Jesus cut right to the basics and offered living water. This confused the woman since she had no context for moving from physical to spiritual water. The expression gift of God appears only here in the Gospels, but it has become a vital part of modern Christian vocabulary. The gift of God is living water, the water of life, life itself through the Holy Spirit. Once again Morris helps our interpretation: “Jesus is speaking of the new life that He will give, a life connected with the activity of the Spirit. Notice that, although Jesus calls Himself ‘the Bread of Life’ (6:35), He does not refer to Himself as the living water. Living water rather, symbolizes the Spirit, whom He would send, than the Christ Himself. Oderberg shows that in a number of Jewish writings water symbolizes teaching or doctrine. It seems likely that the primary meaning here is the Holy Spirit. But, in the manner so typical of this Gospel, there may also be a reference to Jesus’ teaching. If so, it will be to His teaching as issuing forth in spiritual life”

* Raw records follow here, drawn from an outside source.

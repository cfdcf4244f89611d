use brutyfi_engine::{MacAddr, ParseOptions};
use clap::{Parser, Subcommand, ValueEnum};
use std::path::PathBuf;

#[derive(Parser)]
#[command(name = "brutyfi")]
#[command(version)]
#[command(about = "Offline WPA/WPA2 handshake password recovery - Educational use only", long_about = None)]
pub struct Args {
    /// Enable debug logging (RUST_LOG overrides)
    #[arg(short, long, global = true)]
    pub verbose: bool,

    /// Command to execute
    #[command(subcommand)]
    pub mode: Mode,
}

/// Handshake source plus selection overrides
#[derive(clap::Args)]
pub struct HandshakeArgs {
    /// Path to handshake file (.cap, .pcap, .pcapng or .json)
    #[arg(value_name = "HANDSHAKE")]
    pub handshake: PathBuf,

    /// Network SSID (needed when the capture has no beacon for the AP)
    #[arg(long)]
    pub ssid: Option<String>,

    /// Only use a handshake from this access point (aa:bb:cc:dd:ee:ff)
    #[arg(long)]
    pub bssid: Option<MacAddr>,
}

impl HandshakeArgs {
    pub fn parse_options(&self) -> ParseOptions {
        ParseOptions {
            ssid: self.ssid.as_ref().map(|s| s.as_bytes().to_vec()),
            bssid: self.bssid,
        }
    }
}

#[derive(Subcommand)]
pub enum Mode {
    /// Crack a captured handshake with a wordlist
    ///
    /// Tests every line of the wordlist in [--start, --end) against the
    /// handshake. Lines shorter than 8 or longer than 63 bytes are skipped.
    ///
    /// Example: brutyfi crack capture.pcap rockyou.txt --threads 8
    Crack {
        #[command(flatten)]
        target: HandshakeArgs,

        /// Path to wordlist file
        #[arg(value_name = "WORDLIST")]
        wordlist: PathBuf,

        /// First wordlist line to test (zero-based)
        #[arg(long, default_value_t = 0)]
        start: u64,

        /// Line to stop before (default: end of file)
        #[arg(long)]
        end: Option<u64>,

        /// Number of threads to use (default: CPU count)
        #[arg(short, long)]
        threads: Option<usize>,

        /// Stop after this many seconds
        #[arg(long, value_name = "SECS")]
        timeout: Option<u64>,
    },

    /// Show the handshake that would be cracked
    Info {
        #[command(flatten)]
        target: HandshakeArgs,
    },

    /// Print the selected handshake in another format
    ///
    /// Example: brutyfi export capture.pcap --format hashcat > hash.22000
    Export {
        #[command(flatten)]
        target: HandshakeArgs,

        /// Output format
        #[arg(short, long, value_enum, default_value_t = ExportFormat::Json)]
        format: ExportFormat,
    },
}

#[derive(Clone, Copy, ValueEnum)]
pub enum ExportFormat {
    /// Handshake JSON, accepted back as HANDSHAKE input
    Json,
    /// Hashcat mode 22000 line
    Hashcat,
}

The water Jesus spoke of is for all people.
Jesus clearly had no prejudice as it was common for Jewish people to no speak to Samaritans.
The water Jesus spoke of is easily accessible.
The well of Jacob was over 100 feet deep, 9 feet in diameter, and the water was 5 to 15 feet in depth. Drawing water was not an easy feat. The Gospel is readily accessible.
The water Jesus spoke of is living.
Literally moving. Jesus equates his work with a spring of water that never ceases to flow.